Health Benefits of Eating Oyster
There are plenty of reasons to eat oysters. They are low in calories, high in omega 3 fatty acids, and contain over 20 different vitamins and minerals.
Pacific oysters provide 0.69 grams of EPA and DHA per 100 gram serving (4). This is higher than other sources of shellfish, including clam, scallops, crabs, lobsters, and mussels.
Research shows that EPA and DHA are essential for retina function and normal development. It also helps regulate nerve transmission, blood pressure and clotting, body temperatures, hypersensitivity reactions, inflammation, immune responses and allergies. Finally, EPA and DHA assist with fluid balance and normal kidney function (5).
A 100-gram serving of raw, wild oysters provides the following (6):
- 39.3 mg of zinc
- 8.75 µg of vitamin B12
- 2.858 mg of copper
- 19.7 µg of selenium
- And many more vitamins and minerals!
Research shows that oysters also contain a unique antioxidant called 3,5-dihydroxy-4-methoxybenzyl alcohol (DHMBA) that has been shown to reduce obesity and insulin resistance in animal studies. It was also shown to support liver health (7, 8).
The Problem with Store-bought Oyster Sauce
Eating oyster sauce is not the same as eating raw, wild oysters. You’ll likely get some of the nutrients from the water that you boil your oysters in. But the sauce will not contain nearly as many health benefits as eating the real thing, if any.

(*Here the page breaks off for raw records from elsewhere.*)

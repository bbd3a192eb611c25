//! Tag parsing and the derived tag index.

use std::collections::BTreeSet;
use std::ops::Bound;

use crate::config::TagIndexMode;
use crate::entry::Entry;

/// Splits a comma-separated tag list, trimming each tag and dropping blanks
/// and repeats. Order of first appearance is kept.
pub fn parse_tags(text: &str) -> Vec<String> {
    let mut tags = Vec::new();
    push_unique(&mut tags, text.split(','));
    tags
}

/// Appends each non-blank tag not already present in `tags`.
///
/// Returns the tags that were actually appended.
pub fn push_unique<I, S>(tags: &mut Vec<String>, incoming: I) -> Vec<String>
where
    I: IntoIterator<Item = S>,
    S: AsRef<str>,
{
    let mut appended = Vec::new();
    for tag in incoming {
        let tag = tag.as_ref().trim();
        if tag.is_empty() || tags.iter().any(|t| t == tag) {
            continue;
        }
        tags.push(tag.to_string());
        appended.push(tag.to_string());
    }
    appended
}

/// Sorted prefix matches from a set of names.
pub fn prefix_matches<'a>(
    names: &'a BTreeSet<String>,
    prefix: &'a str,
) -> impl Iterator<Item = &'a String> + 'a {
    names
        .range::<str, _>((Bound::Included(prefix), Bound::Unbounded))
        .take_while(move |name| name.starts_with(prefix))
}

/// Every tag in use across a user's entries.
///
/// In [`TagIndexMode::Accumulate`] the index only grows between loads, so a
/// tag stays listed after the last entry carrying it is deleted.
#[derive(Debug, Clone, Default)]
pub struct TagIndex {
    tags: BTreeSet<String>,
    mode: TagIndexMode,
}

impl TagIndex {
    pub fn new(mode: TagIndexMode) -> Self {
        Self {
            tags: BTreeSet::new(),
            mode,
        }
    }

    /// Builds the index from scratch.
    pub fn from_entries(entries: &[Entry], mode: TagIndexMode) -> Self {
        let mut index = Self::new(mode);
        index.rebuild(entries);
        index
    }

    pub fn rebuild(&mut self, entries: &[Entry]) {
        self.tags = entries
            .iter()
            .flat_map(|e| e.tags.iter().cloned())
            .collect();
    }

    pub fn extend<I, S>(&mut self, tags: I)
    where
        I: IntoIterator<Item = S>,
        S: AsRef<str>,
    {
        for tag in tags {
            self.tags.insert(tag.as_ref().to_string());
        }
    }

    /// Called after tags may have fallen out of use.
    pub fn on_tags_dropped(&mut self, entries: &[Entry]) {
        if self.mode == TagIndexMode::Prune {
            let before = self.tags.len();
            self.rebuild(entries);
            log::debug!("Pruned {} unused tags", before - self.tags.len());
        }
    }

    pub fn contains(&self, tag: &str) -> bool {
        self.tags.contains(tag)
    }

    pub fn iter(&self) -> impl Iterator<Item = &str> {
        self.tags.iter().map(String::as_str)
    }

    pub fn completions(&self, prefix: &str) -> Vec<String> {
        prefix_matches(&self.tags, prefix).cloned().collect()
    }

    pub fn as_set(&self) -> &BTreeSet<String> {
        &self.tags
    }

    pub fn mode(&self) -> TagIndexMode {
        self.mode
    }

    pub fn len(&self) -> usize {
        self.tags.len()
    }

    pub fn is_empty(&self) -> bool {
        self.tags.is_empty()
    }
}
//! Inline hints for the shell.
//!
//! Finishes a unique command name, then shows the arguments still missing
//! from its usage line.

use rustyline::Context;
use rustyline::hint::Hinter;
use std::sync::Arc;

use crate::shell::command::CommandRegistry;

pub struct TagbookHinter {
    registry: Arc<CommandRegistry>,
}

impl TagbookHinter {
    pub fn new(registry: Arc<CommandRegistry>) -> Self {
        Self { registry }
    }

    fn get_hint(&self, line: &str) -> Option<String> {
        let has_trailing_space = line.ends_with(' ');
        let line = line.trim();

        if line.is_empty() {
            return None;
        }

        let parts: Vec<&str> = line.split_whitespace().collect();
        let command = parts[0];

        if parts.len() == 1 && !has_trailing_space {
            let completions = self.registry.completions(command);
            if completions.len() == 1 {
                let completion = &completions[0];
                if completion.starts_with(command) && completion != command {
                    return Some(completion[command.len()..].to_string());
                }
            }
            return None;
        }

        let cmd = self.registry.get(command)?;
        let arg_count = parts.len() - 1;
        if arg_count >= cmd.min_args() {
            return None;
        }

        let args_part = cmd.usage().strip_prefix(cmd.name())?.trim();
        let hint_parts: Vec<&str> = args_part.split_whitespace().collect();
        if arg_count >= hint_parts.len() {
            return None;
        }

        let lead = if has_trailing_space { "" } else { " " };
        Some(format!("{}{}", lead, hint_parts[arg_count..].join(" ")))
    }
}

impl Hinter for TagbookHinter {
    type Hint = String;

    fn hint(&self, line: &str, pos: usize, _ctx: &Context<'_>) -> Option<Self::Hint> {
        if pos < line.len() {
            return None;
        }

        self.get_hint(line)
    }
}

Additionally, many oyster sauces are unhealthy because they contain added sugars, preservatives, such as MSG, thickening agents, and even added coloring. If you want the above-mentioned health benefits of eating oysters, then you’ll want to focus on eating them in whole form and bypass on the sugary sauce.
Is Oyster Sauce Keto-Friendly?
Oyster sauce is not a keto-friendly food because it contains too many ingredients that are not keto-approved, including added sugars, preservatives (like MSG), thickening agents (such as cornstarch), and even artificial coloring.

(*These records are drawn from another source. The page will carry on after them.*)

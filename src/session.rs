use crate::store::EntryStore;

/// An authenticated user together with their entry store.
///
/// Handed to every shell command explicitly; there is no global session.
pub struct Session {
    username: String,
    store: EntryStore,
}

impl Session {
    pub fn new(username: impl Into<String>, store: EntryStore) -> Self {
        Self {
            username: username.into(),
            store,
        }
    }

    pub fn username(&self) -> &str {
        &self.username
    }

    pub fn store(&self) -> &EntryStore {
        &self.store
    }

    pub fn store_mut(&mut self) -> &mut EntryStore {
        &mut self.store
    }
}

/// A session backed by a throwaway directory.
#[cfg(test)]
pub(crate) fn scratch_session() -> (Session, tempfile::TempDir) {
    use crate::config::TagIndexMode;

    let dir = tempfile::TempDir::new().unwrap();
    let store = EntryStore::open(dir.path().join("tester.json"), TagIndexMode::Accumulate).unwrap();
    (Session::new("tester", store), dir)
}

For example, the following is a list of ingredients found in a commonly sold oyster sauce in the United States: oyster extractives, water, wheat flour, sugar, salt, monosodium glutamate, modified cornstarch, and caramel coloring.
These ingredients increase the overall carb content of the sauce. In the end, even a small serving of one tablespoon of generic oyster sauce contains too many carbs, sugar, and empty calories for your diet.
A list of Oyster Sauce Alternatives
Luckily, there are plenty of ways to flavor your food without using a sugary sauce. Check out our list of low-carb oyster sauce alternatives. We’ve also made a list of oyster sauce replacements for people who are not on a keto or low-carb diet.
Disclaimer: The following alternatives are just to give you ideas of other sauces you can use in the place of oyster sauce. However, they are not one-to-one ratio and some of the suggestions might not work for certain meals and recipes.
Here are our top picks for keto-friendly oyster sauce substitutes:
Coconut aminos have a syrup-like consistency similar to oyster sauce. However, they are made from coconut sap. You can read about the health benefits of coconut aminos here.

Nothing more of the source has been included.